Milton Abul Hasnat, Rahman Mahfuzar
Arsenic Cell, NGO Forum for Drinking Water Supply & Sanitation, Dhaka, Bangladesh.
Int J Environ Health Res. 2002 Jun;12(2):175-9. doi: 10.1080/09603120220129346.
Arsenic in drinking water causes a widespread concern in Bangladesh, where a major proportion of tube wells is contaminated. Arsenic ingestion causes skin lesions, which is considered as definite exposure. A prevalence comparison study of respiratory effects among subjects with and without arsenic exposure through drinking water was conducted in Bangladesh. Exposed participants were recruited through health awareness campaign programs. Unexposed participants were randomly selected, where tubewells were not contaminated with arsenic. A total of 169 individuals participated (44 exposed individuals exhibiting skin lesions; 125 unexposed individuals). The arsenic concentrations ranged from 136 to 1000 micro g l(-1). The information regarding respiratory system signs and symptoms were also collected and the analyses were confined to nonsmokers. The crude prevalence ratio for chronic bronchitis and chronic cough amounted to 2.1 (95% CI 0.7-6.1). The prevalence ratios for chronic bronchitis increased with increasing exposure, i.e., 1.0, 1.6, 2.7 and 2.6 using unexposed as the reference. The prevalence ratios for chronic cough were 1.0, 1.6, 2.7 and 2.6 for the exposure categories, using the same unexposed as the reference. The dose-response trend was the same (P < 0.1) for both conditions. These results add to evidence that long-term ingestion of arsenic exposure can cause respiratory effects.

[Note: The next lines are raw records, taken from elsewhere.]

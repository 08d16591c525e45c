use crate::error::{Error, Result};
use crate::types::Embedding;

/// Cosine similarity of two equal-length embeddings.
///
/// Accumulates in f64 regardless of the stored f32 precision. Fails with
/// [`Error::DimensionMismatch`] on unequal lengths and [`Error::DegenerateVector`]
/// when either side has zero magnitude; callers exclude such candidates
/// instead of ranking them.
pub fn cosine_similarity(a: &Embedding, b: &Embedding) -> Result<f64> {
    if a.dim() != b.dim() {
        return Err(Error::DimensionMismatch { expected: a.dim(), actual: b.dim() });
    }
    let (mut dot, mut norm_a, mut norm_b) = (0f64, 0f64, 0f64);
    for (&x, &y) in a.values().iter().zip(b.values()) {
        let (x, y) = (f64::from(x), f64::from(y));
        dot += x * y;
        norm_a += x * x;
        norm_b += y * y;
    }
    if norm_a == 0.0 || norm_b == 0.0 {
        return Err(Error::DegenerateVector);
    }
    let score = dot / (norm_a.sqrt() * norm_b.sqrt());
    if !score.is_finite() {
        return Err(Error::DegenerateVector);
    }
    // Rounding can overshoot by an ulp or two.
    Ok(score.clamp(-1.0, 1.0))
}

孟加拉国饮用水中的砷引发了广泛关注,该国大部分管井都受到了污染。摄入砷会导致皮肤病变,这被视为明确的暴露情况。在孟加拉国开展了一项针对通过饮用水接触砷和未接触砷的受试者呼吸影响的患病率比较研究。通过健康宣传活动招募暴露组参与者。未暴露组参与者是从管井未受砷污染地区随机选取的。共有169人参与(44名有皮肤病变的暴露个体;125名未暴露个体)。砷浓度范围为136至1000微克/升。还收集了有关呼吸系统体征和症状的信息,且分析仅限于不吸烟者。慢性支气管炎和慢性咳嗽的粗患病率比为2.1(95%可信区间0.7 - 6.1)。以未暴露组为参照,慢性支气管炎的患病率比随暴露程度增加而升高,即分别为1.0、1.6、2.7和2.6。以同样的未暴露组为参照,各暴露组慢性咳嗽的患病率比分别为1.0、1.6、2.7和2.6。两种情况的剂量 - 反应趋势相同(P < 0.1)。这些结果进一步证明长期摄入砷暴露会导致呼吸影响。